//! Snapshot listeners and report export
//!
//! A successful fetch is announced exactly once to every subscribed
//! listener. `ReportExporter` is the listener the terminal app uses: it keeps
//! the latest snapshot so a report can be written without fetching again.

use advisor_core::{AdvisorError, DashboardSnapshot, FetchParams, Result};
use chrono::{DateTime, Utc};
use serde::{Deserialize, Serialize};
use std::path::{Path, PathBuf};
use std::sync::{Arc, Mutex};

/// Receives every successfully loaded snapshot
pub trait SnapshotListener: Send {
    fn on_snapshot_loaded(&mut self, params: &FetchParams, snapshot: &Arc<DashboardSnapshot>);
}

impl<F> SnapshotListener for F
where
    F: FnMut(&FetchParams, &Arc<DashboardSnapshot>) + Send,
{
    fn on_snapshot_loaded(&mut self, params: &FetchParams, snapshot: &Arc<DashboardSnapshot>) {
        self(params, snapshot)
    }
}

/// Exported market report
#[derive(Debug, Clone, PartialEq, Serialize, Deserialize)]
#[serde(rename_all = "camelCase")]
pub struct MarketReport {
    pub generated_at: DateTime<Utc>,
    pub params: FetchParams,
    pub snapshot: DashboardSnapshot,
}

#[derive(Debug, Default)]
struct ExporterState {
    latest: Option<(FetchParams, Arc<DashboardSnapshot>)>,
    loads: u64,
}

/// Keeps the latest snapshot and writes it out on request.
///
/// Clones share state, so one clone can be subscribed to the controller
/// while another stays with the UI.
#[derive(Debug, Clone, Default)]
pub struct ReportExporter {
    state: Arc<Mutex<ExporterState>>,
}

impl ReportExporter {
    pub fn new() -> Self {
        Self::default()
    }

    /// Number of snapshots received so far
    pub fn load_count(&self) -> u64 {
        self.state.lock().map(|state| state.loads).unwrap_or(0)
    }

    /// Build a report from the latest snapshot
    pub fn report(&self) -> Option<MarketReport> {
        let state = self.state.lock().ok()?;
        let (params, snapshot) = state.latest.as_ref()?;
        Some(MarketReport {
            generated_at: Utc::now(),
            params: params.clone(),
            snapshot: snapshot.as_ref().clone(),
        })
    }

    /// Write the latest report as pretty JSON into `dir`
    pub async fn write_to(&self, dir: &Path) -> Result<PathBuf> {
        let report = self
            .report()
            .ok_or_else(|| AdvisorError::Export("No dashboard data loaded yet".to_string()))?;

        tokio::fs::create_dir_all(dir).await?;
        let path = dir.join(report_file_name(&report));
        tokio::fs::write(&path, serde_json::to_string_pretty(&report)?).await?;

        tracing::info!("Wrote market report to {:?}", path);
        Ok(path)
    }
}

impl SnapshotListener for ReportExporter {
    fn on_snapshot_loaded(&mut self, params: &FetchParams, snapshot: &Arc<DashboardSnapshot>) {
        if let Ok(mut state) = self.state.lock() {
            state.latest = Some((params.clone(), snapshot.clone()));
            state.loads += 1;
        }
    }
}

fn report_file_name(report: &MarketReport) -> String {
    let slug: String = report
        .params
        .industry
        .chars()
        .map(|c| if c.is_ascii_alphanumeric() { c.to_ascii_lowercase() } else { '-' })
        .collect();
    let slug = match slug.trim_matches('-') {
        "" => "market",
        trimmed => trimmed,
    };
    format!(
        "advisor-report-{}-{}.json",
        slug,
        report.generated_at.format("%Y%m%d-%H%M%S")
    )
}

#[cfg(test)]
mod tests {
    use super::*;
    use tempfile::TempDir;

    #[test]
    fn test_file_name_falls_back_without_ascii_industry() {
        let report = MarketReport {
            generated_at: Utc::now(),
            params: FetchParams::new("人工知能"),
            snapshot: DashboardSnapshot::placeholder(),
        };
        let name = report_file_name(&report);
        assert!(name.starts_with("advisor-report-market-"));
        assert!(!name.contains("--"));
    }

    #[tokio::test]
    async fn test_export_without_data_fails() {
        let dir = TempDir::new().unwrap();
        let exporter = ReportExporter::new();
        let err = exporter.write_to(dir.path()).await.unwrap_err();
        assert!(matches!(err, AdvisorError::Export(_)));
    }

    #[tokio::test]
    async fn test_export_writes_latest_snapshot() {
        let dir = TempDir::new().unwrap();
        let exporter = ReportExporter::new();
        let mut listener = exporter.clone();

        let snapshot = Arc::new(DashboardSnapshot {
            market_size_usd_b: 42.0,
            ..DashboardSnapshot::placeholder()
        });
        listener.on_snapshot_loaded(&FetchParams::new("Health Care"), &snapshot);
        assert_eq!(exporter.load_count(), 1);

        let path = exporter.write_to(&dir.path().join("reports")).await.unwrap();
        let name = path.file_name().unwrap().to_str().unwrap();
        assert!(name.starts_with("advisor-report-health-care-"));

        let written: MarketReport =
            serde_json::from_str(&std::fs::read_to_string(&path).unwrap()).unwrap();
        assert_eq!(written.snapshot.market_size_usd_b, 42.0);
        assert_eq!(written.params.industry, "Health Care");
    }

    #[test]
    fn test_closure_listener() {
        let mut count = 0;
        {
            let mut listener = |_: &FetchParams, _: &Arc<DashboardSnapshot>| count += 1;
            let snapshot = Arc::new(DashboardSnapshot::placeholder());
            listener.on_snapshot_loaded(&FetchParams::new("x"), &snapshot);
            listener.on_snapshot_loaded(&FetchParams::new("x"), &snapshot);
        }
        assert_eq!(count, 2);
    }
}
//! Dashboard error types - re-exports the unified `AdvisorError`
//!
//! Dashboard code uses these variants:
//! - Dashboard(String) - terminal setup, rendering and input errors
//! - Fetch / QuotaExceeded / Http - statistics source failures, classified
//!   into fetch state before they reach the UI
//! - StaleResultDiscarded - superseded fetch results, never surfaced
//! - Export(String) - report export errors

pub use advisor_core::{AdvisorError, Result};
────────────────────
Output the material in full, matching it word for word.

//! Snapshot listeners and report export
//!
//! A successful fetch is announced exactly once to every subscribed
//! listener. `ReportExporter` is the listener the terminal app uses: it keeps
//! the latest snapshot so a report can be written without fetching again.

use advisor_core::{AdvisorError, DashboardSnapshot, FetchParams, Result};
use chrono::{DateTime, Utc};
use serde::{Deserialize, Serialize};
use std::path::{Path, PathBuf};
use std::sync::{Arc, Mutex};

/// Receives every successfully loaded snapshot
pub trait SnapshotListener: Send {
    fn on_snapshot_loaded(&mut self, params: &FetchParams, snapshot: &Arc<DashboardSnapshot>);
}

impl<F> SnapshotListener for F
where
    F: FnMut(&FetchParams, &Arc<DashboardSnapshot>) + Send,
{
    fn on_snapshot_loaded(&mut self, params: &FetchParams, snapshot: &Arc<DashboardSnapshot>) {
        self(params, snapshot)
    }
}

/// Exported market report
#[derive(Debug, Clone, PartialEq, Serialize, Deserialize)]
#[serde(rename_all = "camelCase")]
pub struct MarketReport {
    pub generated_at: DateTime<Utc>,
    pub params: FetchParams,
    pub snapshot: DashboardSnapshot,
}

#[derive(Debug, Default)]
struct ExporterState {
    latest: Option<(FetchParams, Arc<DashboardSnapshot>)>,
    loads: u64,
}

/// Keeps the latest snapshot and writes it out on request.
///
/// Clones share state, so one clone can be subscribed to the controller
/// while another stays with the UI.
#[derive(Debug, Clone, Default)]
pub struct ReportExporter {
    state: Arc<Mutex<ExporterState>>,
}

impl ReportExporter {
    pub fn new() -> Self {
        Self::default()
    }

    /// Number of snapshots received so far
    pub fn load_count(&self) -> u64 {
        self.state.lock().map(|state| state.loads).unwrap_or(0)
    }

    /// Build a report from the latest snapshot
    pub fn report(&self) -> Option<MarketReport> {
        let state = self.state.lock().ok()?;
        let (params, snapshot) = state.latest.as_ref()?;
        Some(MarketReport {
            generated_at: Utc::now(),
            params: params.clone(),
            snapshot: snapshot.as_ref().clone(),
        })
    }

    /// Write the latest report as pretty JSON into `dir`
    pub async fn write_to(&self, dir: &Path) -> Result<PathBuf> {
        let report = self
            .report()
            .ok_or_else(|| AdvisorError::Export("No dashboard data loaded yet".to_string()))?;

        tokio::fs::create_dir_all(dir).await?;
        let path = dir.join(report_file_name(&report));
        tokio::fs::write(&path, serde_json::to_string_pretty(&report)?).await?;

        tracing::info!("Wrote market report to {:?}", path);
        Ok(path)
    }
}

impl SnapshotListener for ReportExporter {
    fn on_snapshot_loaded(&mut self, params: &FetchParams, snapshot: &Arc<DashboardSnapshot>) {
        if let Ok(mut state) = self.state.lock() {
            state.latest = Some((params.clone(), snapshot.clone()));
            state.loads += 1;
        }
    }
}

fn report_file_name(report: &MarketReport) -> String {
    let slug: String = report
        .params
        .industry
        .chars()
        .map(|c| if c.is_ascii_alphanumeric() { c.to_ascii_lowercase() } else { '-' })
        .collect();
    let slug = match slug.trim_matches('-') {
        "" => "market",
        trimmed => trimmed,
    };
    format!(
        "advisor-report-{}-{}.json",
        slug,
        report.generated_at.format("%Y%m%d-%H%M%S")
    )
}

#[cfg(test)]
mod tests {
    use super::*;
    use tempfile::TempDir;

    #[test]
    fn test_file_name_falls_back_without_ascii_industry() {
        let report = MarketReport {
            generated_at: Utc::now(),
            params: FetchParams::new("人工知能"),
            snapshot: DashboardSnapshot::placeholder(),
        };
        let name = report_file_name(&report);
        assert!(name.starts_with("advisor-report-market-"));
        assert!(!name.contains("--"));
    }

    #[tokio::test]
    async fn test_export_without_data_fails() {
        let dir = TempDir::new().unwrap();
        let exporter = ReportExporter::new();
        let err = exporter.write_to(dir.path()).await.unwrap_err();
        assert!(matches!(err, AdvisorError::Export(_)));
    }

    #[tokio::test]
    async fn test_export_writes_latest_snapshot() {
        let dir = TempDir::new().unwrap();
        let exporter = ReportExporter::new();
        let mut listener = exporter.clone();

        let snapshot = Arc::new(DashboardSnapshot {
            market_size_usd_b: 42.0,
            ..DashboardSnapshot::placeholder()
        });
        listener.on_snapshot_loaded(&FetchParams::new("Health Care"), &snapshot);
        assert_eq!(exporter.load_count(), 1);

        let path = exporter.write_to(&dir.path().join("reports")).await.unwrap();
        let name = path.file_name().unwrap().to_str().unwrap();
        assert!(name.starts_with("advisor-report-health-care-"));

        let written: MarketReport =
            serde_json::from_str(&std::fs::read_to_string(&path).unwrap()).unwrap();
        assert_eq!(written.snapshot.market_size_usd_b, 42.0);
        assert_eq!(written.params.industry, "Health Care");
    }

    #[test]
    fn test_closure_listener() {
        let mut count = 0;
        {
            let mut listener = |_: &FetchParams, _: &Arc<DashboardSnapshot>| count += 1;
            let snapshot = Arc::new(DashboardSnapshot::placeholder());
            listener.on_snapshot_loaded(&FetchParams::new("x"), &snapshot);
            listener.on_snapshot_loaded(&FetchParams::new("x"), &snapshot);
        }
        assert_eq!(count, 2);
    }
}
//! Dashboard error types - re-exports the unified `AdvisorError`
//!
//! Dashboard code uses these variants:
//! - Dashboard(String) - terminal setup, rendering and input errors
//! - Fetch / QuotaExceeded / Http - statistics source failures, classified
//!   into fetch state before they reach the UI
//! - StaleResultDiscarded - superseded fetch results, never surfaced
//! - Export(String) - report export errors

pub use advisor_core::{AdvisorError, Result};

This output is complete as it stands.